Wie man traditionelle italienische Kekse am besten genießt, liegt wohl auf der Hand. Eine gute Portion Genuss ist immer mit dabei. Die Offelle di Parona sind dabei besonders unkompliziert. Die Kekse aus Mürbeteig sind mit Olivenöl verfeinert und schmecken deshalb besonders gut pur. So kommt der feine Geschmack des milden Olivenöls besonders zur Geltung. Und hierbei zeigt sich auch, ob die Offelle von guter Qualität sind. Denn ein weniger hochwertiges Olivenöl wird den Geschmack der Kekse unweigerlich negativ beeinflussen.

Ein Tipp für echte Schleckermäuler und Genießer ist es, die Kekse mit einem Heißgetränk der Wahl zu verspeisen. Sie lassen sich super in eine Tasse Schokolade, einen Cappuccino, Kaffee oder Tee tunken oder nebenbei verzehren.
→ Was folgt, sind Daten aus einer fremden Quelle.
#[async_trait]
impl PartitioningStrategy for ModuleGraphStrategy {
    fn name(&self) -> &'static str {
        "module-graph"
    }

    async fn plan(
        &self,
        target: &TargetConfig,
        ctx: &BuildContext,
    ) -> Result<Vec<Vec<WorkItem>>, PartitionError> {
        let workspace = self.checkout.workspace_for(&ctx.git_ref).await?;
        let (modules, mut graph) = discover_modules(&workspace, &self.system.manifest_marker)?;
        // A malformed graph is a hard error before any selection happens.
        graph.topological_order()?;

        let full_set = || {
            let mut names: Vec<String> = modules.names().map(String::from).collect();
            names.sort();
            names
        };
        let selected: Vec<String> = match self.baseline(ctx).await? {
            None => {
                debug!(target = %target.kind, "no usable baseline, building every module");
                full_set()
            }
            Some(baseline) => {
                let changed = self
                    .checkout
                    .changed_files_since(&ctx.git_ref, &baseline)
                    .await?;
                let carry_forward: &[String] = if ctx.convergence {
                    &[]
                } else {
                    &ctx.previously_failed
                };
                let depends_on = graph.depends_on_map();
                let analyzer = ChangeImpactAnalyzer::new(
                    &modules,
                    &depends_on,
                    &target.always_build,
                    &target.build_everything_paths,
                    &target.ignore_paths,
                );
                match analyzer.analyze(&changed, carry_forward) {
                    Impact::Everything => full_set(),
                    Impact::Modules(set) => set.into_iter().collect(),
                }
            }
        };

        let items: Vec<WorkItem> = selected
            .into_iter()
            .map(|name| {
                let size = modules
                    .dir_of(&name)
                    .map(|dir| path_size(&workspace.join(dir)))
                    .unwrap_or(0);
                WorkItem::new(name, size)
            })
            .collect();

        Ok(balance(
            items,
            target.workers as usize,
            target.balancer,
            ctx.timings.as_ref(),
            ref_seed(&ctx.git_ref),
        ))
    }
}

/// Produces the ordered partition list for one build. Deterministic for
/// identical inputs; re-partitioning an already-partitioned build is refused
/// upstream by the dispatcher.
pub struct Partitioner {
    system: SystemConfig,
    targets: Vec<TargetConfig>,
    paths: PathStrategy,
    modules: ModuleGraphStrategy,
}

impl Partitioner {
    pub fn new(config: SlipwayConfig, checkout: Arc<dyn SourceCheckout>) -> Self {
        Self {
            paths: PathStrategy::new(checkout.clone()),
            modules: ModuleGraphStrategy::new(checkout, config.system.clone()),
            system: config.system,
            targets: config.targets,
        }
    }

    pub fn system(&self) -> &SystemConfig {
        &self.system
    }

    /// One partition per balanced group, across every configured target.
    pub async fn partitions_for(
        &self,
        ctx: &BuildContext,
    ) -> Result<Vec<Partition>, PartitionError> {
        let family = if ctx.convergence {
            &self.system.ci_queue_family
        } else {
            &self.system.developer_queue_family
        };

        let mut partitions = Vec::new();
        for target in &self.targets {
            let strategy: &dyn PartitioningStrategy = match target.strategy {
                StrategyKind::Paths => &self.paths,
                StrategyKind::ModuleGraph => &self.modules,
            };
            let groups = strategy.plan(target, ctx).await?;
            info!(
                target = %target.kind,
                strategy = strategy.name(),
                groups = groups.len(),
                "planned target"
            );

            let total_workers = groups.len();
            for (worker_chunk, group) in groups.into_iter().enumerate() {
                partitions.push(Partition {
                    kind: target.kind.clone(),
                    items: group.into_iter().map(|item| item.path).collect(),
                    queue: target.queue_for(family),
                    retry_budget: target.effective_retry_budget(&self.system),
                    options: serde_json::json!({
                        "total_workers": total_workers,
                        "worker_chunk": worker_chunk,
                    }),
                });
            }
        }
        Ok(partitions)
    }
}

/// Stable per-ref seed so shuffle-balanced partitioning stays deterministic.
fn ref_seed(git_ref: &str) -> u64 {
    git_ref
        .bytes()
        .fold(0xcbf2_9ce4_8422_2325u64, |hash, byte| {
            (hash ^ byte as u64).wrapping_mul(0x0000_0100_0000_01b3)
        })
}

/// Walk the workspace for manifest marker files and build the module map and
/// dependency graph. Traversal is sorted so discovery order, and with it
/// topological tie-breaking, is stable.
pub fn discover_modules(
    root: &Path,
    marker: &str,
) -> Result<(ModuleMap, ModuleDependencyGraph), PartitionError> {
    let mut manifests = Vec::new();
    collect_manifests(root, root, marker, &mut manifests)?;

    let mut modules = ModuleMap::new();
    let mut names = HashSet::new();
    for (dir, manifest) in &manifests {
        if !names.insert(manifest.name.clone()) {
            return Err(PartitionError::Manifest {
                path: dir.join(marker).display().to_string(),
                source: slipway_config::ConfigError::Duplicate(format!(
                    "module '{}'",
                    manifest.name
                )),
            });
        }
        modules.insert(&manifest.name, dir.clone());
    }

    let mut graph = ModuleDependencyGraph::new();
    for (_, manifest) in &manifests {
        graph.add_node(&manifest.name);
        for dep in &manifest.deps {
            if !names.contains(dep) {
                return Err(GraphError::UnknownModule {
                    module: manifest.name.clone(),
                    dep: dep.clone(),
                }
                .into());
            }
            graph.add_edge(&manifest.name, dep);
        }
    }

    Ok((modules, graph))
}

fn collect_manifests(
    root: &Path,
    dir: &Path,
    marker: &str,
    out: &mut Vec<(std::path::PathBuf, slipway_config::ModuleManifest)>,
) -> Result<(), PartitionError> {
    let mut entries: Vec<_> = std::fs::read_dir(dir)?.collect::<Result<_, _>>()?;
    entries.sort_by_key(|e| e.file_name());

    for entry in entries {
        let path = entry.path();
        if path.is_dir() {
            collect_manifests(root, &path, marker, out)?;
        } else if path.file_name().is_some_and(|n| n == marker) {
            let text = std::fs::read_to_string(&path)?;
            let manifest = slipway_config::parse_module_manifest(&text).map_err(|source| {
                PartitionError::Manifest {
                    path: path.display().to_string(),
                    source,
                }
            })?;
            let rel = dir.strip_prefix(root).unwrap_or(dir).to_path_buf();
            out.push((rel, manifest));
        }
    }
    Ok(())
}

/// Recursive byte size of a path; unreadable entries count as zero.
fn path_size(path: &Path) -> u64 {
    let Ok(metadata) = std::fs::metadata(path) else {
        return 0;
    };
    if metadata.is_file() {
        return metadata.len();
    }
    let Ok(entries) = std::fs::read_dir(path) else {
        return 0;
    };
    entries
        .flatten()
        .map(|entry| path_size(&entry.path()))
        .sum()
}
Es gibt auch ein paar nicht mehr ganz traditionelle Varianten mit Kaffee oder Schokogeschmack zu kaufen. Auch diese machen sich gut zum Heißgetränk. Die Offelle di Parona sind aber auch ein köstliches Dessert, das sich zu einem Glas süßen oder trockenen Sekt oder in einem Glas Wein reichen lässt. Einige Rezepte kombinieren die feinen Kekse mit einer köstlichen Creme, zum Beispiel mit Schokoladen- oder Pistaziengeschmack.

Das sind die beliebtesten traditionellen italienischen Kekse

Die Offelle di Parona sind eine regionale italienische Spezialität, die durch ihre Einfachheit und Feinheit im Geschmack auch über die Grenzen des kleinen lombardischen Dorfes Parona zu einer großen Beliebtheit gekommen sind. Und damit sind sie in bester Gesellschaft. Denn zu den beliebtesten traditionellen italienischen Keksen gehören neben den Offelles noch ein paar weitere knusprige und süße Klassiker. Cantuccini kommen ebenfalls aus dem italienischen Norden, allerdings aus der Nähe von Florenz und werden aus Mandeln hergestellt. Das Besondere an Cantuccini ist außerdem, dass sie zwei mal gebacken werden und deshalb besonders knusprig sind.

Sizilianische Mandorlini sind kleine kugelförmige Mandelkekse aus Marzipan. Außen knusprig und innen weich lässt man sie sich auf der Zunge zergehen. Ebenfalls aus Sizilien stammen Cannoli oder im Singular Cannolo, aber mal ehrlich, wer würde von den gefüllten Rollen wirklich nur eine essen? Übrigens, Biscotti sind keine spezielle Sorte von traditionellen italienischen Keksen, sondern vielmehr ein Oberbegriff für Kekse und lässt sich mit “zwei mal gebacken” übersetzen. Streng genommen würde man also Offelle di Parona wie die meisten anderen italienischen Kekse nicht als Biscotti bezeichnen, da dieses Gebäck nur ein einziges Mal gebacken wird.